Do you have a pet bird? Our feathered friends are both cute and entertaining. Polly will spend a lot of time in her cage, of course, so you’ll need to keep it clean for her. Here, a Bourne, MA vet discusses cleaning your feathered buddy’s cage.

Daily

Every day, remove any uneaten food and replace Polly’s cage liner. One way to make this easy is to stack sheets of newspaper or butcher paper in the bottom of the cage. When you remove the soiled top sheet, you’ll have a fresh one beneath it, ready to go. Next, spot clean any soiled areas and wash your winged buddy’s dishes. You may want to get two sets of dishes. That way, one set can be in use while the other is being washed. Vacuum dropped seeds around and beneath the cage. A handheld vacuum makes this quick and easy for daily cleanings.
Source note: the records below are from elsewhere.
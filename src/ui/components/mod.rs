//! Composable UI component renderers.
//!
//! # Components
//!
//! - [`progress`]: Checkout progress strip
//! - [`header`]: Title and subtitle
//! - [`filters`]: Search box and requirement checkboxes
//! - [`status`]: Notices, loading, error and empty states
//! - [`cards`]: Offering card list
//! - [`summary`]: Summary bar for the selected offering
//! - [`footer`]: Keybinding hints

mod cards;
mod filters;
mod footer;
mod header;
mod progress;
mod status;
mod summary;

use crate::app::state::SUMMARY_ROWS;
use crate::ui::helpers::position_cursor;
use crate::ui::theme::Theme;
use crate::ui::viewmodel::{BodyState, UIViewModel};

use cards::{render_card_footnotes, render_card_headers, render_card_rows, render_cursor_detail};
use filters::render_filter_bar;
use footer::render_footer;
use header::render_header;
use progress::render_progress;
use status::{render_empty_state, render_error, render_loading, render_notices};
use summary::render_summary;

/// Renders a horizontal border line at the specified row.
///
/// # Returns
///
/// The next available row position (row + 1)
fn render_border(row: usize, color: &str, cols: usize) -> usize {
    position_cursor(row, 1);
    print!("{}", Theme::fg(color));
    print!("{}", "─".repeat(cols));
    print!("{}", Theme::reset());
    row + 1
}

/// Renders the whole selection screen.
///
/// Layout structure:
/// ```text
/// [blank line]
/// [Progress]
/// [Header - 2 lines]
/// [Border]
/// [Filter box - 3 lines]
/// [Notices]
/// [Card headers]            or  [Loading / Error / Empty]
/// [Card rows]
/// [Badge legend, narrow panes]
/// [Disclaimer]
/// [Cursor detail]
/// [Summary - 3 lines, while selected or closing]
/// [Border]
/// [Footer]
/// ```
///
/// The bottom block is anchored to the last row; the card window computed
/// by the view model fits between the two.
pub fn render_screen(vm: &UIViewModel, theme: &Theme, cols: usize, rows: usize) {
    let mut current_row = 2;

    current_row = render_progress(current_row, &vm.progress, theme, cols);
    current_row = render_header(current_row, &vm.header, theme, cols);
    current_row = render_border(current_row, &theme.colors.border, cols);
    current_row = render_filter_bar(current_row, &vm.filter_bar, theme, cols);
    current_row = render_notices(current_row, &vm.notices, theme, cols);

    let footer_row = rows;
    let border_row = footer_row.saturating_sub(1);
    let summary_row = border_row.saturating_sub(SUMMARY_ROWS);
    let detail_row = if vm.summary.is_some() {
        summary_row.saturating_sub(1)
    } else {
        border_row.saturating_sub(1)
    };

    match &vm.body {
        BodyState::Loading => render_loading(current_row, theme, cols),
        BodyState::Error(error) => render_error(current_row, error, theme, cols),
        BodyState::Empty(empty) => render_empty_state(current_row, empty, theme, cols),
        BodyState::Cards(list) => {
            current_row = render_card_headers(current_row, theme, cols);
            let _current_row = render_card_rows(current_row, &list.items, theme, cols);
            render_card_footnotes(detail_row, list, theme, cols);
            if let Some(detail) = &list.cursor_detail {
                render_cursor_detail(detail_row, detail, theme, cols);
            }
        }
    }

    if let Some(summary) = &vm.summary {
        render_summary(summary_row, summary, theme, cols);
    }

    render_border(border_row, &theme.colors.border, cols);
    render_footer(footer_row, &vm.footer, theme, cols);
}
Give your cute pet fresh food and water, and you’re done!

Deep Cleans

In addition to the daily tidying-up, you’ll also need to do regular deep cleanings. Take everything out of Polly’s cage, including organic matter, such as seeds. Next, spray the cage down thoroughly with a safe cleaning agent. You can buy a product specifically made for this, or use a mixture of bleach and water. Mix a half cup of household bleach to one gallon of water. Let the mixture soak for 5-10 minutes, then rinse everything carefully. (Note: for your own protection, we recommend using gloves and safety glasses when doing this.) Make sure everything is dry before you put things back into the cage.

Tips

Cage cleaning time is a great chance for you to change and rearrange your feathered buddy’s toys and perches. This is very important! Birds do best with a variety of playthings, as well as perches of different strengths and textures. Rearranging things regularly will help keep Polly’s cage fun, comfortable, and interesting for her. It’s also important to watch for signs of illness, such as regurgitated food, dropped feathers, and/or changes in food or water intake. Changes in the color, amount, or texture of your bird’s waste are also red flags. Last but not least, look for weaknesses or wear on Polly’s toys, perches, and cage bars.